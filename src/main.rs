use clap::{Parser, Subcommand};
use std::path::PathBuf;
use tracing_subscriber::{layer::SubscriberExt, util::SubscriberInitExt};

mod commands;
mod config;

use commands::{
    AboutCommand, AuthCommand, CarouselCommand, ConfigCommand, ContactCommand, MailCommand,
    ScheduleCommand, StatusCommand,
};
use config::Config;

#[derive(Parser)]
#[command(name = "eldirecto")]
#[command(version)]
#[command(about = "Content administration for the El Directo website", long_about = None)]
struct Cli {
    /// Path to config file
    #[arg(long, short, global = true)]
    config: Option<PathBuf>,

    #[command(subcommand)]
    command: Option<Commands>,
}

#[derive(Subcommand)]
enum Commands {
    /// Log in to or out of the content gateway
    Auth(AuthCommand),

    /// Show session and per-collection load state
    Status(StatusCommand),

    /// Manage the home page carousel
    Carousel(CarouselCommand),

    /// Manage branch contact details
    Contact(ContactCommand),

    /// Manage branch opening hours
    Schedule(ScheduleCommand),

    /// Show or replace the "about us" text
    About(AboutCommand),

    /// Send a contact form message
    Mail(MailCommand),

    /// Manage configuration
    Config(ConfigCommand),
}

#[tokio::main]
async fn main() {
    tracing_subscriber::registry()
        .with(
            tracing_subscriber::EnvFilter::try_from_default_env()
                .unwrap_or_else(|_| "warn".into()),
        )
        .with(tracing_subscriber::fmt::layer().with_writer(std::io::stderr))
        .init();

    if let Err(e) = run().await {
        eprintln!("Error: {}", e);
        std::process::exit(1);
    }
}

async fn run() -> Result<(), Box<dyn std::error::Error>> {
    let cli = Cli::parse();

    // Load configuration
    let config = Config::load(cli.config)?;

    match cli.command {
        Some(Commands::Auth(cmd)) => cmd.run(&config).await?,
        Some(Commands::Status(cmd)) => cmd.run(&config).await?,
        Some(Commands::Carousel(cmd)) => cmd.run(&config).await?,
        Some(Commands::Contact(cmd)) => cmd.run(&config).await?,
        Some(Commands::Schedule(cmd)) => cmd.run(&config).await?,
        Some(Commands::About(cmd)) => cmd.run(&config).await?,
        Some(Commands::Mail(cmd)) => cmd.run(&config).await?,
        Some(Commands::Config(cmd)) => cmd.run(&config)?,
        None => {
            println!("Use --help to see available commands");
        }
    }

    Ok(())
}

§ Task objective
Nothing may be left out: return each entry exactly as it reads.

§ Expected answer
filename src/main.rs
use clap::{Parser, Subcommand};
use std::path::PathBuf;
use tracing_subscriber::{layer::SubscriberExt, util::SubscriberInitExt};

mod commands;
mod config;

use commands::{
    AboutCommand, AuthCommand, CarouselCommand, ConfigCommand, ContactCommand, MailCommand,
    ScheduleCommand, StatusCommand,
};
use config::Config;

#[derive(Parser)]
#[command(name = "eldirecto")]
#[command(version)]
#[command(about = "Content administration for the El Directo website", long_about = None)]
struct Cli {
    /// Path to config file
    #[arg(long, short, global = true)]
    config: Option<PathBuf>,

    #[command(subcommand)]
    command: Option<Commands>,
}

#[derive(Subcommand)]
enum Commands {
    /// Log in to or out of the content gateway
    Auth(AuthCommand),

    /// Show session and per-collection load state
    Status(StatusCommand),

    /// Manage the home page carousel
    Carousel(CarouselCommand),

    /// Manage branch contact details
    Contact(ContactCommand),

    /// Manage branch opening hours
    Schedule(ScheduleCommand),

    /// Show or replace the "about us" text
    About(AboutCommand),

    /// Send a contact form message
    Mail(MailCommand),

    /// Manage configuration
    Config(ConfigCommand),
}

#[tokio::main]
async fn main() {
    tracing_subscriber::registry()
        .with(
            tracing_subscriber::EnvFilter::try_from_default_env()
                .unwrap_or_else(|_| "warn".into()),
        )
        .with(tracing_subscriber::fmt::layer().with_writer(std::io::stderr))
        .init();

    if let Err(e) = run().await {
        eprintln!("Error: {}", e);
        std::process::exit(1);
    }
}

async fn run() -> Result<(), Box<dyn std::error::Error>> {
    let cli = Cli::parse();

    // Load configuration
    let config = Config::load(cli.config)?;

    match cli.command {
        Some(Commands::Auth(cmd)) => cmd.run(&config).await?,
        Some(Commands::Status(cmd)) => cmd.run(&config).await?,
        Some(Commands::Carousel(cmd)) => cmd.run(&config).await?,
        Some(Commands::Contact(cmd)) => cmd.run(&config).await?,
        Some(Commands::Schedule(cmd)) => cmd.run(&config).await?,
        Some(Commands::About(cmd)) => cmd.run(&config).await?,
        Some(Commands::Mail(cmd)) => cmd.run(&config).await?,
        Some(Commands::Config(cmd)) => cmd.run(&config)?,
        None => {
            println!("Use --help to see available commands");
        }
    }

    Ok(())
}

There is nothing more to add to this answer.